Items from a data source:
//! # Player Service
//!
//! Page-session façade over [`PlayerController`].
//!
//! The controller is a plain state object; this layer shares it between host
//! callbacks, turns [`UiEvent`]s and [`MediaEvent`]s into controller calls,
//! and owns the two background loops the controller cannot run itself:
//!
//! - the once-per-second sleep-timer tick, bound to a timer generation so a
//!   newer countdown retires the older loop at its next tick;
//! - the delayed skip past a track that failed to play.

use crate::error::Result;
use crate::input::{shortcut_for, KeyAction, MediaEvent, UiEvent};
use crate::install::InstallPromptManager;
use bridge_traits::lifecycle::{InstallOutcome, InstallPrompt};
use bridge_traits::playback::MediaElement;
use bridge_traits::storage::{ResourceBinder, UploadedFile};
use bridge_traits::ui::{Notifier, PlayerView, ViewRenderer};
use core_async::sync::Mutex;
use core_async::{sleep, spawn_detached};
use core_playback::{
    ErrorSkip, InlineBinder, PlayerController, PlayerState, TimerGeneration, TimerTick,
    UploadReport,
};
use core_runtime::config::{AppConfig, ResourceBinding};
use core_runtime::events::{CoreEvent, EventBus};
use std::sync::Arc;
use std::time::Duration;
use tracing::{debug, info, warn};

const TICK: Duration = Duration::from_secs(1);

/// Host capabilities the player needs.
pub struct PlayerDependencies {
    pub media: Arc<dyn MediaElement>,
    /// Session-scoped binder used for [`ResourceBinding::Transient`]. Hosts
    /// without one fall back to inline binding.
    pub transient_binder: Option<Arc<dyn ResourceBinder>>,
    pub notifier: Arc<dyn Notifier>,
    pub renderer: Option<Arc<dyn ViewRenderer>>,
}

impl PlayerDependencies {
    pub fn new(media: Arc<dyn MediaElement>, notifier: Arc<dyn Notifier>) -> Self {
        Self {
            media,
            transient_binder: None,
            notifier,
            renderer: None,
        }
    }

    pub fn with_transient_binder(mut self, binder: Arc<dyn ResourceBinder>) -> Self {
        self.transient_binder = Some(binder);
        self
    }

    pub fn with_renderer(mut self, renderer: Arc<dyn ViewRenderer>) -> Self {
        self.renderer = Some(renderer);
        self
    }
}

fn select_binder(
    binding: ResourceBinding,
    transient: Option<Arc<dyn ResourceBinder>>,
) -> Arc<dyn ResourceBinder> {
    match (binding, transient) {
        (ResourceBinding::Transient, Some(binder)) => binder,
        (ResourceBinding::Transient, None) => {
            warn!("No transient resource binder available; inlining uploads");
            Arc::new(InlineBinder::new())
        }
        (ResourceBinding::Inline, _) => Arc::new(InlineBinder::new()),
    }
}

/// Shared handle to one page session's player.
#[derive(Clone)]
pub struct PlayerService {
    controller: Arc<Mutex<PlayerController>>,
    install: Arc<InstallPromptManager>,
    event_bus: EventBus,
    error_skip_delay: Duration,
}

impl PlayerService {
    /// Validates `config` and wires the controller to the host.
    pub fn bootstrap(config: &AppConfig, deps: PlayerDependencies) -> Result<Self> {
        config.validate()?;

        let event_bus = EventBus::new(config.event_buffer_size);
        let binder = select_binder(config.player.resource_binding, deps.transient_binder);
        let mut controller =
            PlayerController::new(config.player.clone(), deps.media, binder, deps.notifier)
                .with_event_bus(event_bus.clone());
        if let Some(renderer) = deps.renderer {
            controller = controller.with_renderer(renderer);
        }

        info!(
            binding = ?config.player.resource_binding,
            max_upload_mb = config.player.max_upload_mb(),
            "Player service ready"
        );
        Ok(Self {
            controller: Arc::new(Mutex::new(controller)),
            install: Arc::new(InstallPromptManager::new()),
            event_bus,
            error_skip_delay: config.player.error_skip_delay(),
        })
    }

    /// Subscribes to player and sleep-timer events.
    pub fn subscribe(&self) -> core_runtime::events::Receiver<CoreEvent> {
        self.event_bus.subscribe()
    }

    pub async fn state(&self) -> PlayerState {
        self.controller.lock().await.state()
    }

    pub async fn view(&self) -> PlayerView {
        self.controller.lock().await.view()
    }

    pub fn install_prompt(&self) -> &InstallPromptManager {
        &self.install
    }

    /// The host deferred its own install prompt.
    pub fn on_install_prompt_available(&self, prompt: Arc<dyn InstallPrompt>) {
        self.install.on_prompt_available(prompt);
    }

    // ========================================================================
    // Dispatch
    // ========================================================================

    /// Handles one UI event.
    ///
    /// Returns `true` when the event was acted on. For key presses this
    /// tells the host whether to suppress the browser default.
    pub async fn dispatch(&self, event: UiEvent) -> bool {
        match event {
            UiEvent::PlayPause => self.controller.lock().await.toggle_play_pause().await,
            UiEvent::Next => self.controller.lock().await.next().await,
            UiEvent::Previous => self.controller.lock().await.previous().await,
            UiEvent::Seek(percent) => return self.controller.lock().await.seek(percent),
            UiEvent::StartTimer(input) => return self.start_sleep_timer(&input).await.is_ok(),
            UiEvent::FilesSelected(files) | UiEvent::FilesDropped(files) => {
                self.upload(files).await;
            }
            UiEvent::TrackClicked(index) => {
                return self.controller.lock().await.select_track(index).await
            }
            UiEvent::RemoveClicked(index) => {
                return self.controller.lock().await.remove(index).await.is_some()
            }
            UiEvent::Key(key) => {
                let Some(action) = shortcut_for(&key) else {
                    return false;
                };
                debug!(?action, "Keyboard shortcut");
                let mut controller = self.controller.lock().await;
                match action {
                    KeyAction::TogglePlayPause => controller.toggle_play_pause().await,
                    KeyAction::Previous => controller.previous().await,
                    KeyAction::Next => controller.next().await,
                }
            }
            UiEvent::InstallClicked => return self.prompt_install().await.is_some(),
        }
        true
    }

    /// Handles one media element signal.
    pub async fn handle_media(&self, event: MediaEvent) {
        match event {
            MediaEvent::Ended => self.controller.lock().await.on_media_ended().await,
            MediaEvent::TimeUpdate => self.controller.lock().await.on_time_update(),
            MediaEvent::LoadedMetadata => self.controller.lock().await.on_loaded_metadata(),
            MediaEvent::Error(kind) => {
                let skip = self.controller.lock().await.on_media_error(kind);
                if let Some(skip) = skip {
                    self.schedule_error_skip(skip);
                }
            }
        }
    }

    pub async fn upload(&self, files: Vec<UploadedFile>) -> UploadReport {
        self.controller.lock().await.upload(files).await
    }

    // ========================================================================
    // Background Loops
    // ========================================================================

    /// Starts a countdown and its ticking loop.
    pub async fn start_sleep_timer(&self, input: &str) -> Result<TimerGeneration> {
        let generation = self.controller.lock().await.start_sleep_timer(input)?;
        self.spawn_timer_loop(generation);
        Ok(generation)
    }

    fn spawn_timer_loop(&self, generation: TimerGeneration) {
        let controller = Arc::clone(&self.controller);
        spawn_detached(async move {
            loop {
                sleep(TICK).await;
                match controller.lock().await.tick_sleep_timer(generation) {
                    Some(TimerTick::Running { .. }) => continue,
                    Some(TimerTick::Expired) => break,
                    None => {
                        debug!("Sleep timer superseded");
                        break;
                    }
                }
            }
        });
    }

    fn schedule_error_skip(&self, skip: ErrorSkip) {
        let controller = Arc::clone(&self.controller);
        let delay = self.error_skip_delay;
        spawn_detached(async move {
            sleep(delay).await;
            let skipped = controller.lock().await.skip_failed_track(skip).await;
            debug!(skipped, "Error skip fired");
        });
    }

    async fn prompt_install(&self) -> Option<InstallOutcome> {
        match self.install.prompt().await {
            Ok(outcome) => outcome,
            Err(err) => {
                warn!(error = %err, "Install prompt failed");
                None
            }
        }
    }
}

Exercise: Which lines above hold the string "next"? Copy every one of them.

Finished exercise:
//!   newer countdown retires the older loop at its next tick;
            UiEvent::Next => self.controller.lock().await.next().await,
                    KeyAction::Next => controller.next().await,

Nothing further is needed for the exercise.